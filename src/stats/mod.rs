//! Registry statistics

pub mod metrics;

pub use metrics::{Counters, RegistryStats};
//! Open handle state
//!
//! This module defines the per-resource state stored in the registry.

use std::time::{Duration, Instant};

use super::chunk::Chunk;

/// A live read handle owned by the registry
///
/// The stream is an `Option` so that a close can take it out while the
/// entry is still reachable by a reader that raced the removal; such a
/// reader finds `None` and reports "no stream".
pub(super) struct OpenHandle<S> {
    stream: Option<S>,

    /// When the handle was opened
    opened_at: Instant,

    /// Last read (or open) time, for idle cleanup
    last_used: Instant,

    bytes_read: u64,
    chunks_read: u64,
    reached_end: bool,
}

impl<S> OpenHandle<S> {
    pub(super) fn new(stream: S) -> Self {
        let now = Instant::now();
        Self {
            stream: Some(stream),
            opened_at: now,
            last_used: now,
            bytes_read: 0,
            chunks_read: 0,
            reached_end: false,
        }
    }

    /// The underlying stream, unless it has been released
    pub(super) fn stream_mut(&mut self) -> Option<&mut S> {
        self.stream.as_mut()
    }

    /// Take the stream out for release
    pub(super) fn take(&mut self) -> Option<S> {
        self.stream.take()
    }

    /// Account for a completed read
    pub(super) fn record(&mut self, chunk: &Chunk) {
        self.last_used = Instant::now();
        match chunk {
            Chunk::Data(data) => {
                self.chunks_read += 1;
                self.bytes_read += data.len() as u64;
            }
            Chunk::EndOfStream => self.reached_end = true,
        }
    }

    pub(super) fn idle_for(&self, now: Instant) -> Duration {
        now.saturating_duration_since(self.last_used)
    }

    pub(super) fn stats(&self) -> HandleStats {
        let now = Instant::now();
        HandleStats {
            bytes_read: self.bytes_read,
            chunks_read: self.chunks_read,
            reached_end: self.reached_end,
            age: now.saturating_duration_since(self.opened_at),
            idle: self.idle_for(now),
        }
    }
}

/// Statistics for a single open handle
#[derive(Debug, Clone)]
pub struct HandleStats {
    /// Bytes served so far (the cursor position)
    pub bytes_read: u64,
    /// Data chunks served so far
    pub chunks_read: u64,
    /// Whether a read has already returned end-of-stream
    pub reached_end: bool,
    /// Time since the handle was opened
    pub age: Duration,
    /// Time since the handle was last used
    pub idle: Duration,
}

#[cfg(test)]
mod tests {
    use bytes::Bytes;

    use super::*;

    #[test]
    fn test_record_tracks_cursor() {
        let mut handle = OpenHandle::new(());
        handle.record(&Chunk::Data(Bytes::from_static(b"HELL")));
        handle.record(&Chunk::Data(Bytes::from_static(b"LD")));

        let stats = handle.stats();
        assert_eq!(stats.bytes_read, 6);
        assert_eq!(stats.chunks_read, 2);
        assert!(!stats.reached_end);

        handle.record(&Chunk::EndOfStream);
        assert!(handle.stats().reached_end);
        assert_eq!(handle.stats().chunks_read, 2);
    }

    #[test]
    fn test_take_releases_stream_once() {
        let mut handle = OpenHandle::new(7u8);

        assert_eq!(handle.stream_mut().copied(), Some(7));
        assert_eq!(handle.take(), Some(7));
        assert!(handle.take().is_none());
        assert!(handle.stream_mut().is_none());
    }
}
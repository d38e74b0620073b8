//! Stream a file through the method channel in chunks
//!
//! Run with: cargo run --example stream_file <PATH> [CHUNK_SIZE]
//!
//! Examples:
//!   cargo run --example stream_file /etc/hosts
//!   cargo run --example stream_file file:///var/log/syslog 4096

use std::time::{Duration, Instant};

use chunk_bridge::{ChannelConfig, ChannelServer, Chunk, FsResolver};

#[tokio::main]
async fn main() -> Result<(), Box<dyn std::error::Error>> {
    let args: Vec<String> = std::env::args().collect();
    let Some(uri) = args.get(1).cloned() else {
        eprintln!("Usage: {} <PATH> [CHUNK_SIZE]", args[0]);
        std::process::exit(2);
    };
    let chunk_size: Option<usize> = args.get(2).map(|s| s.parse()).transpose()?;

    // Initialize logging
    tracing_subscriber::fmt()
        .with_env_filter(
            tracing_subscriber::EnvFilter::from_default_env()
                .add_directive("chunk_bridge=info".parse()?)
                .add_directive("stream_file=info".parse()?),
        )
        .init();

    let config = ChannelConfig::default().call_timeout(Duration::from_secs(10));
    let (server, client) = ChannelServer::new(config, FsResolver::new());
    let server = tokio::spawn(server.run_until(async {
        let _ = tokio::signal::ctrl_c().await;
    }));

    let started = Instant::now();
    let size = client.get_size(&uri).await?;
    client.open_stream(&uri).await?;

    let mut received = 0u64;
    let mut chunks = 0u64;
    while let Chunk::Data(data) = client.read_chunk(&uri, chunk_size).await? {
        received += data.len() as u64;
        chunks += 1;
        tracing::debug!(bytes = data.len(), received, size, "Chunk received");
    }
    client.close_stream(&uri).await?;

    println!(
        "{}: {} of {} bytes in {} chunks ({:?})",
        uri,
        received,
        size,
        chunks,
        started.elapsed()
    );

    drop(client);
    server.await?;
    Ok(())
}
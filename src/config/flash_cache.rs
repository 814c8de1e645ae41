//! Configuration for [`crate::flash_cache::FlashCache`] and the engines
//! that build on its core (`FlashCache-LRUK`, `FlashCache-LRUK-Clock`,
//! [`crate::ram_shield`], [`crate::victim_cache::VictimCache`]).

/// Flashiness decay clock. Replaces the source's `COMPARE_TIME`
/// preprocessor flag (spec §9 design note: "re-architect as a runtime
/// configuration variant").
#[derive(Debug, Clone, Copy, PartialEq, Eq, Default)]
pub enum DecayMode {
    /// Decay/gain measured in logical access-index steps.
    #[default]
    Place,
    /// Decay/gain measured in wall-clock seconds from the trace.
    Time,
}

/// New-item flashiness placement. Replaces the source's `RELATIVE`
/// preprocessor flag.
#[derive(Debug, Clone, Copy, PartialEq, Eq, Default)]
pub enum Placement {
    /// New items enter with a fixed `initial_credit` score.
    #[default]
    Absolute,
    /// New items enter at a rank computed from `p_fc * dram.len()`.
    Relative,
}

/// FlashCache configuration (spec §4.4, §6).
#[derive(Debug, Clone, Copy, PartialEq)]
pub struct FlashCacheConfig {
    /// DRAM tier capacity in bytes. Default 51_209_600.
    pub dram_size: u64,
    /// Flash tier capacity in bytes. Default 51_209_600.
    pub flash_size: u64,
    /// Flash write credit accrual rate, bytes/second. Default 1 MiB/s.
    pub flash_rate: f64,
    /// Flashiness score assigned to a freshly admitted item. Default 1.0.
    pub initial_credit: f64,
    /// Flashiness decay time constant. Default 1.0.
    pub k: f64,
    /// Hit-credit scale factor. Default 1.0.
    pub l_fc: f64,
    /// Relative-insertion rank fraction, used when `placement ==
    /// Relative`. Default 0.3.
    pub p_fc: f64,
    /// Decay/gain clock.
    pub decay_mode: DecayMode,
    /// New-item placement rule.
    pub placement: Placement,
}

impl FlashCacheConfig {
    /// Default tuning from spec §6's configuration-knob table.
    pub fn new(dram_size: u64, flash_size: u64) -> Self {
        Self {
            dram_size,
            flash_size,
            flash_rate: 1024.0 * 1024.0,
            initial_credit: 1.0,
            k: 1.0,
            l_fc: 1.0,
            p_fc: 0.3,
            decay_mode: DecayMode::Place,
            placement: Placement::Absolute,
        }
    }
}
//! DRAM + flashiness-ordered queue + Flash FIFO + global LRU, with a
//! credit-limited DRAM -> Flash admission channel (spec §4.4).
//!
//! Grounded on `original_source/src/flash_cache.h`/`.cpp`. The source's
//! `COMPARE_TIME`/`RELATIVE` preprocessor flags become
//! [`crate::config::DecayMode`]/[`crate::config::Placement`] runtime
//! fields per spec §9's design note.

use crate::collections::HashMap;
use crate::config::{DecayMode, FlashCacheConfig, Placement};
use crate::error::PolicyError;
use crate::list::{IdList, SortedIdList};
use crate::policy::{Outcome, Policy};
use crate::request::Request;
use crate::stats::Stats;

#[derive(Debug, Clone, Copy)]
struct Item {
    size: u64,
    in_dram: bool,
    last_access_counter: u64,
    last_access_time: f64,
}

/// DRAM+Flash cache with credit-gated, flashiness-ranked migration.
#[derive(Debug)]
pub struct FlashCache {
    config: FlashCacheConfig,
    items: HashMap<u32, Item>,
    dram_lru: IdList,
    dram_flashy: SortedIdList,
    flash: IdList,
    global_lru: IdList,
    dram_bytes: u64,
    flash_bytes: u64,
    credits: f64,
    counter: u64,
    last_request_time: f64,
    stats: Stats,
}

impl FlashCache {
    /// Builds an empty FlashCache with the given configuration.
    pub fn new(config: FlashCacheConfig) -> Self {
        Self {
            config,
            items: HashMap::default(),
            dram_lru: IdList::new(),
            dram_flashy: SortedIdList::new(),
            flash: IdList::new(),
            global_lru: IdList::new(),
            dram_bytes: 0,
            flash_bytes: 0,
            credits: 0.0,
            counter: 0,
            last_request_time: 0.0,
            stats: Stats::new(),
        }
    }

    /// Current flash write credit balance.
    pub fn credits(&self) -> f64 {
        self.credits
    }

    fn accrue_credits(&mut self, now: f64) {
        let dt = (now - self.last_request_time).max(0.0);
        self.credits += dt * self.config.flash_rate;
        self.last_request_time = now;
    }

    fn decay_flashiness(&mut self, dt: f64) {
        let factor = match self.config.decay_mode {
            DecayMode::Place => libm_exp(-1.0 / self.config.k),
            DecayMode::Time => libm_exp(-dt / self.config.k),
        };
        self.dram_flashy.decay_all(factor);
    }

    fn hit_gain(&self, item: &Item, now_counter: u64, now_time: f64) -> f64 {
        let delta = match self.config.decay_mode {
            DecayMode::Place => (now_counter.saturating_sub(item.last_access_counter)).max(1) as f64,
            DecayMode::Time => (now_time - item.last_access_time).max(1e-9),
        };
        (1.0 - libm_exp(-delta / self.config.k)) * (self.config.l_fc / delta)
    }

    fn admit_to_dram(&mut self, kid: u32, size: u64) {
        self.dram_lru.push_front(kid);
        self.global_lru.push_front(kid);
        self.dram_bytes += size;
        match self.config.placement {
            Placement::Absolute => self.dram_flashy.insert(kid, self.config.initial_credit),
            Placement::Relative => {
                let rank = (self.dram_flashy.len() as f64 * self.config.p_fc).ceil() as usize;
                self.dram_flashy
                    .insert_at_rank(kid, self.config.initial_credit, rank);
            }
        }
        self.items.insert(
            kid,
            Item {
                size,
                in_dram: true,
                last_access_counter: self.counter,
                last_access_time: self.last_request_time,
            },
        );
        self.stats.bytes_cached = self.dram_bytes;
    }

    fn evict_global_lru_tail(&mut self) {
        let Some(victim) = self.global_lru.pop_back() else {
            return;
        };
        let item = self.items.remove(&victim).expect("global_lru/index desync");
        if item.in_dram {
            self.dram_lru.remove(victim);
            self.dram_flashy.remove(victim);
            self.dram_bytes -= item.size;
        } else {
            self.flash.remove(victim);
            self.flash_bytes -= item.size;
        }
        self.stats.record_eviction(item.size);
    }

    fn admit_miss(&mut self, kid: u32, size: u64) {
        loop {
            if self.dram_bytes + size <= self.config.dram_size {
                self.admit_to_dram(kid, size);
                return;
            }

            let mfu = self.dram_flashy.max().expect("dram full but flashy empty");
            let mfu_size = self.items[&mfu].size;

            if self.credits < mfu_size as f64 {
                self.stats.credit_limit += 1;
                while self.dram_bytes + size > self.config.dram_size {
                    let Some(victim) = self.dram_lru.pop_back() else {
                        break;
                    };
                    let item = self.items.remove(&victim).expect("dram_lru/index desync");
                    self.dram_flashy.remove(victim);
                    self.global_lru.remove(victim);
                    self.dram_bytes -= item.size;
                    self.stats.record_eviction(item.size);
                }
                continue;
            }

            if self.flash_bytes + mfu_size <= self.config.flash_size {
                self.dram_lru.remove(mfu);
                self.dram_flashy.remove(mfu);
                self.dram_bytes -= mfu_size;
                self.flash.push_front(mfu);
                self.flash_bytes += mfu_size;
                self.credits -= mfu_size as f64;
                self.items.get_mut(&mfu).expect("checked above").in_dram = false;
                self.stats.record_flash_write(mfu_size);
                continue;
            }

            self.evict_global_lru_tail();
        }
    }
}

impl Policy for FlashCache {
    fn process_request(&mut self, req: &Request, warmup: bool) -> Result<Outcome, PolicyError> {
        let size = req.size();
        if size > self.config.dram_size {
            return Err(PolicyError::RequestTooLarge {
                kid: req.kid,
                size,
                limit: self.config.dram_size,
            });
        }

        let dt = (req.time - self.last_request_time).max(0.0);
        self.accrue_credits(req.time);
        self.decay_flashiness(dt);
        self.counter += 1;

        if let Some(item) = self.items.get(&req.kid).copied() {
            if item.size == size {
                self.global_lru.move_to_front(req.kid);
                let tier_dram = item.in_dram;
                if tier_dram {
                    let gain = self.hit_gain(&item, self.counter, req.time);
                    let old_score = self.dram_flashy.score(req.kid).unwrap_or(0.0);
                    self.dram_flashy.remove(req.kid);
                    self.dram_flashy.insert(req.kid, old_score + gain);
                    self.dram_lru.move_to_front(req.kid);
                }
                let item = self.items.get_mut(&req.kid).expect("checked above");
                item.last_access_counter = self.counter;
                item.last_access_time = req.time;
                if !warmup {
                    self.stats.record_hit(Some(tier_dram));
                }
                return Ok(Outcome::hit());
            }
            // Size changed: full erase, fall through as a fresh admission.
            self.global_lru.remove(req.kid);
            if item.in_dram {
                self.dram_lru.remove(req.kid);
                self.dram_flashy.remove(req.kid);
                self.dram_bytes -= item.size;
            } else {
                self.flash.remove(req.kid);
                self.flash_bytes -= item.size;
            }
            self.items.remove(&req.kid);
        }

        self.admit_miss(req.kid, size);
        if !warmup {
            self.stats.record_miss();
        }
        Ok(Outcome::Miss)
    }

    fn bytes_cached(&self) -> u64 {
        self.dram_bytes + self.flash_bytes
    }

    fn name(&self) -> &'static str {
        "flash_cache"
    }

    fn stats(&self) -> &Stats {
        &self.stats
    }
}

/// `exp` via `std` when available; a 30-term Taylor series otherwise, to
/// avoid pulling in `libm` as a hard dependency for `#[no_std]` builds.
/// Flashiness decay only needs enough precision to rank items, not to
/// reproduce a particular floating-point bit pattern.
#[cfg(feature = "std")]
fn libm_exp(x: f64) -> f64 {
    x.exp()
}

#[cfg(not(feature = "std"))]
fn libm_exp(x: f64) -> f64 {
    let mut sum = 1.0;
    let mut term = 1.0;
    for i in 1..30 {
        term *= x / (i as f64);
        sum += term;
    }
    sum
}

#[cfg(test)]
mod tests {
    use super::*;

    fn req(time: f64, kid: u32, size: u32) -> Request {
        Request::new(time, 0, 0, 0, size, kid)
    }

    #[test]
    fn e4_credit_gate_blocks_flash_write_when_rate_is_zero() {
        // spec E4: DRAM=2, FLASH=2, FLASH_RATE=0, INITIAL_CREDIT=1.
        let mut cfg = FlashCacheConfig::new(2, 2);
        cfg.flash_rate = 0.0;
        cfg.initial_credit = 1.0;
        let mut c = FlashCache::new(cfg);

        c.process_request(&req(0.0, 1, 1), false).unwrap();
        c.process_request(&req(100.0, 2, 1), false).unwrap();
        // DRAM is now full (2 bytes). A third insertion must evict from
        // DRAM directly (credits are 0, so flash migration is blocked).
        c.process_request(&req(200.0, 3, 1), false).unwrap();

        assert_eq!(c.stats().writes_flash, 0);
        assert!(c.stats().credit_limit >= 1);
    }

    #[test]
    fn same_size_rehit_does_not_evict_or_write_flash() {
        let cfg = FlashCacheConfig::new(10, 10);
        let mut c = FlashCache::new(cfg);
        c.process_request(&req(0.0, 1, 1), false).unwrap();
        let before = c.stats().evicted_items;
        let outcome = c.process_request(&req(1.0, 1, 1), false).unwrap();
        assert_eq!(outcome, Outcome::hit());
        assert_eq!(c.stats().evicted_items, before);
        assert_eq!(c.stats().writes_flash, 0);
    }

    #[test]
    fn bytes_cached_never_exceeds_tier_budgets() {
        let cfg = FlashCacheConfig::new(20, 20);
        let mut c = FlashCache::new(cfg);
        for kid in 0..100u32 {
            c.process_request(&req(kid as f64, kid, 3), false).unwrap();
            assert!(c.dram_bytes <= 20);
            assert!(c.flash_bytes <= 20);
        }
    }
}
//! `K` stacked LRU queues with promotion/demotion cascade (spec §4.3).
//!
//! Grounded on `original_source/src/lruk.cpp`. New items enter queue 0.
//! A hit promotes the item to the next queue up (capped at `K-1`, where it
//! just moves to the front of the same queue instead). Inserting into a
//! queue `q > 0` may overflow it; the overflowing tail items cascade down
//! into queue `q-1` (recursively — modeled here as a loop rather than
//! recursion to keep stack depth bounded by `K`, not by trace length).
//! Queue 0's tail, when it overflows, is expelled from the cache entirely.

use crate::collections::{HashMap, Vec};
use crate::config::LruKConfig;
use crate::error::PolicyError;
use crate::list::IdList;
use crate::policy::{Outcome, Policy};
use crate::request::Request;
use crate::stats::Stats;

#[derive(Debug, Clone, Copy)]
struct ItemMeta {
    size: u64,
    queue: usize,
}

/// K-level LRU-K cache.
#[derive(Debug)]
pub struct LruK {
    config: LruKConfig,
    queues: Vec<IdList>,
    queue_bytes: Vec<u64>,
    index: HashMap<u32, ItemMeta>,
    bytes_cached: u64,
    stats: Stats,
}

impl LruK {
    /// Builds an empty LRU-K cache with `config.k()` queues.
    pub fn new(config: LruKConfig) -> Self {
        let k = config.k();
        Self {
            config,
            queues: (0..k).map(|_| IdList::new()).collect(),
            queue_bytes: crate::collections::vec![0; k],
            index: HashMap::default(),
            bytes_cached: 0,
            stats: Stats::new(),
        }
    }

    /// Total bytes resident in queue `q`.
    pub fn queue_bytes(&self, q: usize) -> u64 {
        self.queue_bytes[q]
    }

    /// Which queue `kid` currently sits in, if cached.
    pub fn queue_of(&self, kid: u32) -> Option<usize> {
        self.index.get(&kid).map(|m| m.queue)
    }

    fn admit(&mut self, mut objects: Vec<(u32, u64)>, mut q: usize) {
        loop {
            let incoming_sum: u64 = objects.iter().map(|&(_, s)| s).sum();
            let cap = self.config.queue_sizes[q];
            let mut cascade = Vec::new();

            while self.queue_bytes[q] + incoming_sum > cap {
                let Some(victim) = self.queues[q].pop_back() else {
                    break;
                };
                let meta = self.index.remove(&victim).expect("queue/index desync");
                self.queue_bytes[q] -= meta.size;
                if q > 0 {
                    cascade.push((victim, meta.size));
                } else {
                    self.bytes_cached -= meta.size;
                    self.stats.record_eviction(meta.size);
                }
            }

            for &(kid, size) in &objects {
                self.queues[q].push_front(kid);
                self.index.insert(kid, ItemMeta { size, queue: q });
                self.queue_bytes[q] += size;
            }

            if q > 0 && !cascade.is_empty() {
                objects = cascade;
                q -= 1;
                continue;
            }
            break;
        }
    }
}

impl Policy for LruK {
    fn process_request(&mut self, req: &Request, warmup: bool) -> Result<Outcome, PolicyError> {
        let size = req.size();
        if let Some(meta) = self.index.get(&req.kid).copied() {
            if meta.size == size {
                self.queues[meta.queue].remove(req.kid);
                self.queue_bytes[meta.queue] -= meta.size;
                let target = if meta.queue + 1 < self.config.k() {
                    meta.queue + 1
                } else {
                    meta.queue
                };
                self.admit(crate::collections::vec![(req.kid, size)], target);
                if !warmup {
                    self.stats.record_hit(None);
                }
                self.stats.bytes_cached = self.bytes_cached;
                return Ok(Outcome::hit());
            }
            self.queues[meta.queue].remove(req.kid);
            self.queue_bytes[meta.queue] -= meta.size;
            self.index.remove(&req.kid);
            self.bytes_cached -= meta.size;
        }

        if size > self.config.queue_sizes[0] {
            return Err(PolicyError::RequestTooLarge {
                kid: req.kid,
                size,
                limit: self.config.queue_sizes[0],
            });
        }

        self.bytes_cached += size;
        self.admit(crate::collections::vec![(req.kid, size)], 0);
        self.stats.bytes_cached = self.bytes_cached;
        if !warmup {
            self.stats.record_miss();
        }
        Ok(Outcome::Miss)
    }

    fn bytes_cached(&self) -> u64 {
        self.bytes_cached
    }

    fn name(&self) -> &'static str {
        "lruk"
    }

    fn stats(&self) -> &Stats {
        &self.stats
    }
}

#[cfg(test)]
mod tests {
    use super::*;

    fn req(kid: u32, size: u32) -> Request {
        Request::new(0.0, 0, 0, 0, size, kid)
    }

    #[test]
    fn e3_lruk_promotion() {
        // spec E3: K=2, queue_size=2B, items of size 1. Sequence a,b,a,b,c.
        let config = LruKConfig::uniform(2, 2);
        let mut c = LruK::new(config);
        c.process_request(&req(1, 1), false).unwrap(); // a miss -> q0
        c.process_request(&req(2, 1), false).unwrap(); // b miss -> q0
        c.process_request(&req(1, 1), false).unwrap(); // a hit -> q1
        c.process_request(&req(2, 1), false).unwrap(); // b hit -> q1
        c.process_request(&req(3, 1), false).unwrap(); // c miss -> q0

        assert_eq!(c.queue_of(1), Some(1));
        assert_eq!(c.queue_of(2), Some(1));
        assert_eq!(c.queue_of(3), Some(0));
        assert_eq!(c.bytes_cached(), 3);
    }

    #[test]
    fn queue_byte_caps_never_exceeded() {
        let config = LruKConfig::uniform(3, 5);
        let mut c = LruK::new(config);
        for kid in 0..50u32 {
            c.process_request(&req(kid, 1), false).unwrap();
            c.process_request(&req(kid, 1), false).unwrap();
            for q in 0..3 {
                assert!(c.queue_bytes(q) <= 5);
            }
        }
    }
}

================

= What to do =
Above are some records; copy each line there that contains "FsResolver".

= Reply =
use chunk_bridge::{ChannelConfig, ChannelServer, Chunk, FsResolver};
    let (server, client) = ChannelServer::new(config, FsResolver::new());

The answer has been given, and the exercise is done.